Australia set to reopen international borders after 18 months
October 1, 2021 11:49 am
Australia will reopen its international border from November, giving long-awaited freedoms to vaccinated citizens and their relatives.
Since March 2020, Australia has had some of the world’s strictest border rules - even banning its own people from leaving the country.
The policy has been praised for helping to suppress Covid, but it has also controversially separated families.
“It’s time to give Australians their lives back,” PM Scott Morrison said.
States with vaccination rates above 80% will be given the right to travel overseas.
Travel will not immediately be open to foreigners, but the government said it was working “towards welcoming tourists back to our shores”.
At present, people can leave Australia only for exceptional reasons such as essential work or visiting a dying relative.
Entry is permitted for citizens and others with exemptions, but there are tight caps on arrival numbers. This has left tens of thousands stranded overseas.
On Friday, Mr Morrison said Australia’s mandatory 14-day hotel quarantine - which costs each traveller A$3,000 ($1,600; $2,100) - would be phased out.
It will be replaced by seven days of home quarantine for vaccinated travellers. When unvaccinated travellers are later given permission to enter, they must do 14 days.

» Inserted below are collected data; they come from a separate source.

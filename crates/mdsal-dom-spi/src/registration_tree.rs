//! Prefix tree of listener registrations keyed by path arguments.
//!
//! Structural changes happen through a [`RegistrationTreeLock`] (the write
//! lock); traversals happen through a [`RegistrationTreeSnapshot`] (the read
//! lock). Many snapshots may be open at once; a lock waits until all of them
//! are released, and snapshots wait for an outstanding lock.
//!
//! Nodes live in an arena and refer to their parent by index, which is all
//! that pruning needs. A node left with neither registrations nor children is
//! removed from its parent as soon as its last registration goes away, and so
//! are any ancestors that become empty as a result.

use std::collections::HashMap;

use parking_lot::{RwLock, RwLockReadGuard, RwLockWriteGuard};
use tracing::{debug, warn};

use crate::types::PathArgument;

/// Index of a node in a registration tree.
#[derive(Clone, Copy, Debug, PartialEq, Eq, Hash)]
pub struct NodeId(usize);

const ROOT: NodeId = NodeId(0);

struct NodeSlot<T> {
    identifier: Option<PathArgument>,
    parent: Option<NodeId>,
    children: HashMap<PathArgument, NodeId>,
    registrations: Vec<T>,
}

impl<T> NodeSlot<T> {
    fn new(identifier: Option<PathArgument>, parent: Option<NodeId>) -> Self {
        Self {
            identifier,
            parent,
            children: HashMap::new(),
            registrations: Vec::new(),
        }
    }

    fn is_unused(&self) -> bool {
        self.registrations.is_empty() && self.children.is_empty()
    }
}

struct Arena<T> {
    slots: Vec<Option<NodeSlot<T>>>,
    free: Vec<usize>,
}

impl<T> Arena<T> {
    fn new() -> Self {
        Self {
            slots: vec![Some(NodeSlot::new(None, None))],
            free: Vec::new(),
        }
    }

    fn get(&self, id: NodeId) -> Option<&NodeSlot<T>> {
        self.slots.get(id.0).and_then(Option::as_ref)
    }

    fn get_mut(&mut self, id: NodeId) -> Option<&mut NodeSlot<T>> {
        self.slots.get_mut(id.0).and_then(Option::as_mut)
    }

    fn allocate(&mut self, slot: NodeSlot<T>) -> NodeId {
        match self.free.pop() {
            Some(index) => {
                self.slots[index] = Some(slot);
                NodeId(index)
            }
            None => {
                self.slots.push(Some(slot));
                NodeId(self.slots.len() - 1)
            }
        }
    }

    fn release(&mut self, id: NodeId) {
        if id != ROOT && self.slots.get_mut(id.0).and_then(Option::take).is_some() {
            self.free.push(id.0);
        }
    }

    fn live_nodes(&self) -> usize {
        self.slots.iter().filter(|slot| slot.is_some()).count()
    }

    fn prune(&mut self, start: NodeId) {
        let mut current = start;
        while current != ROOT {
            let Some(slot) = self.get(current) else {
                return;
            };
            if !slot.is_unused() {
                return;
            }
            let parent = slot.parent;
            let identifier = slot.identifier.clone();
            self.release(current);

            let Some(parent) = parent else {
                return;
            };
            let removed = match (self.get_mut(parent), identifier) {
                (Some(parent_slot), Some(identifier)) => parent_slot.children.remove(&identifier).is_some(),
                _ => false,
            };
            if !removed {
                warn!("Pruned node {:?} was not registered with its parent {:?}", current, parent);
            }
            debug!("Pruned unused registration tree node {:?}", current);
            current = parent;
        }
    }
}

/// A read/write-locked prefix tree of registrations.
pub struct RegistrationTree<T> {
    arena: RwLock<Arena<T>>,
}

impl<T> RegistrationTree<T> {
    /// Create a tree holding only the root node.
    pub fn new() -> Self {
        Self {
            arena: RwLock::new(Arena::new()),
        }
    }

    /// Take the exclusive lock for structural changes.
    pub fn take_lock(&self) -> RegistrationTreeLock<'_, T> {
        RegistrationTreeLock {
            arena: self.arena.write(),
        }
    }

    /// Take a shared, consistent view of the tree for traversal.
    pub fn take_snapshot(&self) -> RegistrationTreeSnapshot<'_, T> {
        RegistrationTreeSnapshot {
            arena: self.arena.read(),
        }
    }
}

impl<T> Default for RegistrationTree<T> {
    fn default() -> Self {
        Self::new()
    }
}

/// Exclusive access to a registration tree. Dropping it releases the lock.
pub struct RegistrationTreeLock<'a, T> {
    arena: RwLockWriteGuard<'a, Arena<T>>,
}

impl<'a, T> RegistrationTreeLock<'a, T> {
    /// Walk `path` from the root, creating any missing node, and return the
    /// node at its end.
    pub fn find_node_for(&mut self, path: &[PathArgument]) -> NodeId {
        let mut current = ROOT;
        for argument in path {
            let existing = self
                .arena
                .get(current)
                .and_then(|slot| slot.children.get(argument).copied());
            current = match existing {
                Some(child) => child,
                None => {
                    let child = self
                        .arena
                        .allocate(NodeSlot::new(Some(argument.clone()), Some(current)));
                    if let Some(slot) = self.arena.get_mut(current) {
                        slot.children.insert(argument.clone(), child);
                    }
                    child
                }
            };
        }
        current
    }

    /// Attach a registration to a node.
    pub fn add_registration(&mut self, node: NodeId, registration: T) {
        match self.arena.get_mut(node) {
            Some(slot) => slot.registrations.push(registration),
            None => warn!("Attempted to register at released node {:?}", node),
        }
    }

    /// Detach a registration from a node, pruning the node and its ancestors
    /// if they end up empty. Returns false if the registration was not there.
    pub fn remove_registration(&mut self, node: NodeId, registration: &T) -> bool
    where
        T: PartialEq,
    {
        let Some(slot) = self.arena.get_mut(node) else {
            warn!("Attempted to remove registration from released node {:?}", node);
            return false;
        };
        let Some(position) = slot.registrations.iter().position(|r| r == registration) else {
            warn!("Registration not present at node {:?}", node);
            return false;
        };
        slot.registrations.remove(position);
        self.arena.prune(node);
        true
    }

    /// Root node view.
    pub fn root_node(&self) -> RegistrationTreeNode<'_, T> {
        RegistrationTreeNode {
            arena: &self.arena,
            id: ROOT,
        }
    }

    /// View of an arbitrary live node.
    pub fn node(&self, id: NodeId) -> Option<RegistrationTreeNode<'_, T>> {
        self.arena.get(id).map(|_| RegistrationTreeNode {
            arena: &self.arena,
            id,
        })
    }

    /// Number of live nodes, root included.
    pub fn node_count(&self) -> usize {
        self.arena.live_nodes()
    }
}

/// Shared, consistent view of a registration tree. Dropping it releases the
/// read lock.
pub struct RegistrationTreeSnapshot<'a, T> {
    arena: RwLockReadGuard<'a, Arena<T>>,
}

impl<'a, T> RegistrationTreeSnapshot<'a, T> {
    /// Root node view.
    pub fn root_node(&self) -> RegistrationTreeNode<'_, T> {
        RegistrationTreeNode {
            arena: &self.arena,
            id: ROOT,
        }
    }

    /// Number of live nodes, root included.
    pub fn node_count(&self) -> usize {
        self.arena.live_nodes()
    }
}

/// Borrowed view of one node, valid while the lock or snapshot it came from
/// is held.
pub struct RegistrationTreeNode<'a, T> {
    arena: &'a Arena<T>,
    id: NodeId,
}

impl<'a, T> Clone for RegistrationTreeNode<'a, T> {
    fn clone(&self) -> Self {
        *self
    }
}

impl<'a, T> Copy for RegistrationTreeNode<'a, T> {}

impl<'a, T> RegistrationTreeNode<'a, T> {
    fn slot(&self) -> Option<&'a NodeSlot<T>> {
        self.arena.get(self.id)
    }

    /// Node index.
    pub fn id(&self) -> NodeId {
        self.id
    }

    /// Path argument leading to this node; `None` for the root.
    pub fn identifier(&self) -> Option<&'a PathArgument> {
        self.slot().and_then(|slot| slot.identifier.as_ref())
    }

    /// Registrations attached to this node.
    pub fn registrations(&self) -> &'a [T] {
        self.slot().map(|slot| slot.registrations.as_slice()).unwrap_or(&[])
    }

    /// Child registered under exactly `argument`.
    pub fn exact_child(&self, argument: &PathArgument) -> Option<RegistrationTreeNode<'a, T>> {
        let arena = self.arena;
        self.slot()
            .and_then(|slot| slot.children.get(argument))
            .map(|&id| RegistrationTreeNode { arena, id })
    }

    /// Children that match `argument` without being keyed by it: the
    /// wildcard registration for a list entry or leaf-list entry.
    pub fn inexact_children(&self, argument: &PathArgument) -> Vec<RegistrationTreeNode<'a, T>> {
        argument
            .wildcard()
            .and_then(|wildcard| self.exact_child(&wildcard))
            .into_iter()
            .collect()
    }

    /// Number of children.
    pub fn child_count(&self) -> usize {
        self.slot().map(|slot| slot.children.len()).unwrap_or(0)
    }

    /// Parent node; `None` for the root.
    pub fn parent(&self) -> Option<RegistrationTreeNode<'a, T>> {
        let arena = self.arena;
        self.slot()
            .and_then(|slot| slot.parent)
            .map(|id| RegistrationTreeNode { arena, id })
    }
}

Demand for flights is expected to be high and airlines have already warned of delays in resuming services.
Sydney, Melbourne and Canberra are currently in lockdown due to outbreaks of the virus.
That has helped prompt a surge in the vaccine uptake in recent months.
New South Wales - which includes Sydney - is on track to be first state to cross the 80% threshold, in a few weeks.
But some states have managed to maintain Covid rates of or near zero, shutting their borders to states with infections.
Two such states - Queensland and Western Australia - have threatened to keep their borders closed until vaccine rates are even higher.
Key vaccination thresholds are also part of Australia’s broader plan to emerge from lockdowns and “live with the virus”.
Sydney - site of Australia’s largest airport - is due to come out of a 13-week lockdown on 11 October.